Однако, чуть не выпавшая слеза разбила всю напускную строгость. Не выдержав, я обнял мичмана.
-- Спасибо! Я бы сам как-нибудь. Спасибо за такой экипаж! Спасибо!
-- Да бросьте, Александр Павлович! Уважают вас ребята. Вот и не смогли в стороне остаться. Для нас это крохи. Людей жалко. Про нас государство вспомнило. Когда до них очередь дойдёт?
В этот раз мы простояли в порту целую неделю. На судно установили GPS-систему и обучили работе с ней штурманов.
Фаина позвонила Эльзе и рассказала о моей поездке. Эльза подумала и сказала, что приедет в ближайшее время.
Согласно следующего приказа, мы шли к Новой Земле. За день до отплытия мы поехали встречать Эльзу на вокзал. Шурочка была ещё мала, поэтому ехала на моих руках. С каждым моим возвращением из походов, мы становились с дочкой всё ближе. В этом я чувствовал руку Фаины, которая посыла её ко мне и подсказывала, как мне поступать. Мне кажется, с каждым возвращением я видел всё более красивую девочку. Она всё больше оживала, становилась ярче. С каждым разом её одежда становилась всё красивее, ещё более украшая этот цветочек. Я уже начал забывать, что она не наша с Фаиной дочь. Как Фаина не чаяла в ней души, так ей платила и Шурочка.
Домой поехали на такси – не хотели простудить Эмму. Дома я выложил перед Эльзой связку бумаг, переданных мне старостой. Перелистав несколько страниц, она подтвердила, что Минодора её бабушка, что она после института приезжала в её деревню с родителями. Вскоре родители умерли, в суете на время потерялся почтовый адрес. Позднее посланные письма возвращались с отметкой, что такого почтового адреса не существует. Из-за недостатка средств, а потом из-за перестройки и реформ съездить к бабушке самой не получилось. Эльза была уверена, что бабушка уже умерла. А она умерла только полгода назад. Судя по дате, за день до рождения Эммы. С той поры Эльза уверенно утверждала, что душа бабушки перешла в нашу с ней дочь. В эту ночь Фаина не разрешила мне близость. А утром мы уже полным ходом шли к берегам Новой Земли.
После возвращения из плавания на причале меня встречали две женщины с детьми на руках, одна из них была моей женой, а другая – любовницей, причём обе девочки были моими дочерьми.
-- Мы тут посоветовались и решили, что Эльза поживёт здесь.
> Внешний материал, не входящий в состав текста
//! Overload resolution tests.
//!
//! Tests narrowing, exact-length matching, and priority tie-breaks.

use keyline_dispatch::{CommandRegistry, LineTokenizer, Matcher, ParamKind};
use keyline_foundation::{ErrorKind, Value};
use proptest::prelude::*;

fn registry(commands: Vec<(&str, Vec<ParamKind>)>) -> CommandRegistry {
    let mut registry = CommandRegistry::new();
    for (keyword, params) in commands {
        registry.register_command(keyword, params, |_| {});
    }
    registry
}

fn resolve_line(registry: &CommandRegistry, line: &str) -> keyline_foundation::Result<String> {
    Matcher::resolve(registry, &LineTokenizer::tokenize(line)).map(|r| r.signature())
}

// =============================================================================
// Failures
// =============================================================================

#[test]
fn unknown_keyword_is_command_not_found() {
    let reg = registry(vec![("give", vec![ParamKind::integer("n")])]);
    let err = resolve_line(&reg, "take 5").unwrap_err();
    assert!(matches!(err.kind, ErrorKind::CommandNotFound { ref keyword } if keyword == "take"));
}

#[test]
fn empty_tokens_are_rejected() {
    let reg = registry(vec![("give", vec![])]);
    let err = Matcher::resolve::<&str>(&reg, &[]).unwrap_err();
    assert!(matches!(err.kind, ErrorKind::EmptyInput));
}

#[test]
fn too_few_tokens() {
    let reg = registry(vec![(
        "give",
        vec![ParamKind::string("item"), ParamKind::integer("n")],
    )]);
    let err = resolve_line(&reg, "give sword").unwrap_err();
    assert!(matches!(
        err.kind,
        ErrorKind::NoViableOverload { consumed: 2, .. }
    ));
}

#[test]
fn leftover_tokens() {
    let reg = registry(vec![("give", vec![ParamKind::integer("n")])]);
    let err = resolve_line(&reg, "give 5 6").unwrap_err();
    assert!(matches!(err.kind, ErrorKind::NoViableOverload { .. }));
}

#[test]
fn unterminated_array_has_no_viable_overload() {
    let reg = registry(vec![(
        "sum",
        vec![ParamKind::array("end", ParamKind::integer("n"))],
    )]);
    let err = resolve_line(&reg, "sum 1 2 3").unwrap_err();
    assert!(matches!(err.kind, ErrorKind::NoViableOverload { .. }));
}

// =============================================================================
// Successful Resolution
// =============================================================================

#[test]
fn keyword_only_command() {
    let reg = registry(vec![("look", vec![])]);
    let res = Matcher::resolve(&reg, &["look"]).unwrap();
    assert!(res.args.is_empty());
    assert!(resolve_line(&reg, "look around").is_err());
}

#[test]
fn exact_length_match_converts_arguments() {
    let reg = registry(vec![(
        "give",
        vec![ParamKind::string("item"), ParamKind::integer("n")],
    )]);
    let res = Matcher::resolve(&reg, &["give", "sword", "5"]).unwrap();
    assert_eq!(res.args, vec![Value::from("sword"), Value::Int(5)]);
}

#[test]
fn overloads_narrow_by_arity() {
    let reg = registry(vec![
        ("give", vec![ParamKind::integer("amount")]),
        (
            "give",
            vec![ParamKind::string("item"), ParamKind::integer("amount")],
        ),
    ]);
    assert_eq!(resolve_line(&reg, "give 5").unwrap(), "give <amount: int>");
    assert_eq!(
        resolve_line(&reg, "give sword 5").unwrap(),
        "give <item: str> <amount: int>"
    );
}

#[test]
fn switches_route_between_overloads() {
    let reg = registry(vec![
        (
            "scoreboard",
            vec![
                ParamKind::switch("objectives"),
                ParamKind::switch("add"),
                ParamKind::string("name"),
            ],
        ),
        (
            "scoreboard",
            vec![
                ParamKind::switch("players"),
                ParamKind::switch("add"),
                ParamKind::string("player"),
                ParamKind::integer("points"),
            ],
        ),
    ]);
    assert_eq!(
        resolve_line(&reg, "scoreboard objectives add kills").unwrap(),
        "scoreboard objectives add <name: str>"
    );
    assert_eq!(
        resolve_line(&reg, "scoreboard players add steve 3").unwrap(),
        "scoreboard players add <player: str> <points: int>"
    );
    assert!(resolve_line(&reg, "scoreboard teams add red").is_err());
}

#[test]
fn array_followed_by_parameter() {
    let reg = registry(vec![(
        "tag",
        vec![
            ParamKind::array("to", ParamKind::string("tag")),
            ParamKind::string("target"),
        ],
    )]);
    let res = Matcher::resolve(&reg, &["tag", "red", "fast", "to", "steve"]).unwrap();
    assert_eq!(res.args[0], Value::from(vec!["red", "fast"]));
    assert_eq!(res.args[1], Value::from("steve"));
}

#[test]
fn resolution_is_repeatable() {
    let reg = registry(vec![
        ("tp", vec![ParamKind::switch("home")]),
        ("tp", vec![ParamKind::string("place")]),
    ]);
    let first = resolve_line(&reg, "tp home").unwrap();
    let second = resolve_line(&reg, "tp home").unwrap();
    assert_eq!(first, second);
}

// =============================================================================
// Priority and Ambiguity
// =============================================================================

#[test]
fn switch_beats_string() {
    let reg = registry(vec![
        ("tp", vec![ParamKind::string("place")]),
        ("tp", vec![ParamKind::switch("home")]),
    ]);
    assert_eq!(resolve_line(&reg, "tp home").unwrap(), "tp home");
    assert_eq!(resolve_line(&reg, "tp spawn").unwrap(), "tp <place: str>");
}

#[test]
fn integer_beats_float_beats_string() {
    let reg = registry(vec![
        ("set", vec![ParamKind::string("s")]),
        ("set", vec![ParamKind::float("f")]),
        ("set", vec![ParamKind::integer("i")]),
    ]);
    assert_eq!(resolve_line(&reg, "set 5").unwrap(), "set <i: int>");
    assert_eq!(resolve_line(&reg, "set 5.5").unwrap(), "set <f: float>");
    assert_eq!(resolve_line(&reg, "set five").unwrap(), "set <s: str>");
}

#[test]
fn first_difference_decides() {
    let reg = registry(vec![
        ("m", vec![ParamKind::string("a"), ParamKind::integer("b")]),
        ("m", vec![ParamKind::integer("a"), ParamKind::string("b")]),
    ]);
    assert_eq!(resolve_line(&reg, "m 1 2").unwrap(), "m <a: int> <b: str>");
}

#[test]
fn identical_signatures_are_ambiguous() {
    let reg = registry(vec![
        ("say", vec![ParamKind::string("a")]),
        ("say", vec![ParamKind::string("b")]),
    ]);
    let err = resolve_line(&reg, "say hi").unwrap_err();
    match err.kind {
        ErrorKind::AmbiguousCommand { keyword, signatures } => {
            assert_eq!(keyword, "say");
            assert_eq!(signatures, vec!["say <a: str>", "say <b: str>"]);
        }
        other => panic!("expected ambiguity, got {other:?}"),
    }
}

#[test]
fn compare_signatures_by_first_difference() {
    use std::cmp::Ordering;
    let a = [ParamKind::switch("x"), ParamKind::string("s")];
    let b = [ParamKind::switch("x"), ParamKind::integer("i")];
    assert_eq!(Matcher::compare_signatures(&a, &b), Ordering::Less);
    assert_eq!(Matcher::compare_signatures(&b, &a), Ordering::Greater);
    assert_eq!(Matcher::compare_signatures(&a, &a), Ordering::Equal);
}

// =============================================================================
// Properties
// =============================================================================

proptest! {
    #[test]
    fn any_word_resolves_to_string_overload(word in "[a-z]{1,8}") {
        let reg = registry(vec![("say", vec![ParamKind::string("text")])]);
        let res = Matcher::resolve(&reg, &["say", word.as_str()]).unwrap();
        prop_assert_eq!(res.args, vec![Value::from(word.as_str())]);
    }

    #[test]
    fn digit_tokens_prefer_integer(n in 0u32..1_000_000) {
        let reg = registry(vec![
            ("set", vec![ParamKind::string("s")]),
            ("set", vec![ParamKind::integer("i")]),
        ]);
        let token = n.to_string();
        let res = Matcher::resolve(&reg, &["set", token.as_str()]).unwrap();
        prop_assert_eq!(res.args, vec![Value::Int(i64::from(n))]);
    }

    #[test]
    fn array_collects_every_element(items in prop::collection::vec(0i64..1000, 0..20)) {
        let reg = registry(vec![("sum", vec![ParamKind::array("end", ParamKind::integer("n"))])]);
        let mut tokens = vec!["sum".to_string()];
        tokens.extend(items.iter().map(ToString::to_string));
        tokens.push("end".to_string());
        let res = Matcher::resolve(&reg, &tokens).unwrap();
        prop_assert_eq!(res.args, vec![Value::from(items)]);
    }
}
Пока для Шурочки освободится место в ясельной группе, за ней будет присматривать Эльза. Она всё равно в отпуске по уходу за ребёнком. Ей приходится оставлять ребёнка одного, когда даже в магазин за продуктами ходит. Квартиру в Питере она приватизировала. Жить она будет в моей прежней квартире. Алёшу придётся попросить перейти в общежитие. Иначе дела с детьми не решаются. Деньги у неё на карточке Сбербанка, поэтому и с этим проблем не будет. Зато в Питере для тебя сохранится квартира. Будешь там проживать во время зимней сессии.
-- Может, заодно сюда пригласить и Надю с Маей? У них тоже проблемы с детьми.
-- Какой ты ещё ребёнок! Пора бы уже брать на себя хоть какую-то долю ответственности за своих детей. Я на тебя осерчала!
Осерчала она очень сильно. На столько, что отослала спать с Эльзой в прежнюю квартиру. Ну, спать с такой женщиной – выражение условное. Трудно поверить, что в её жилах течёт холодная скандинавская кровь. Будь я сексуально слабо образованным, наверно, утром не смог бы подняться с постели, так она меня укатала.
Закончились отпущенные на научные походы деньги НИИ и Института геофизики. У Флота не было средств даже на спасательные работы «Курска». Наше судно, как и большинство военных кораблей, ставилось на прикол до неопределённого времени. Судно консервировалось на зиму, экипаж переселялся в казарму на берегу. Мы сдали на склады неиспользованный боезапас. Радовало лишь то, что, наконец-то, не предвиделось проблем с отоплением. Не обижало правительство и с выплатой зарплаты. Бегство квалифицированных кадров, кажется, остановилось. Во избежание воровства и мародёрства, на судне для охраны оставалась вахта, периодически проводились тренировки отдельных команд. Судно подключили к береговому электроснабжению. Для обогрева вахтенных использовали рубку, подключенную к электрическому отоплению.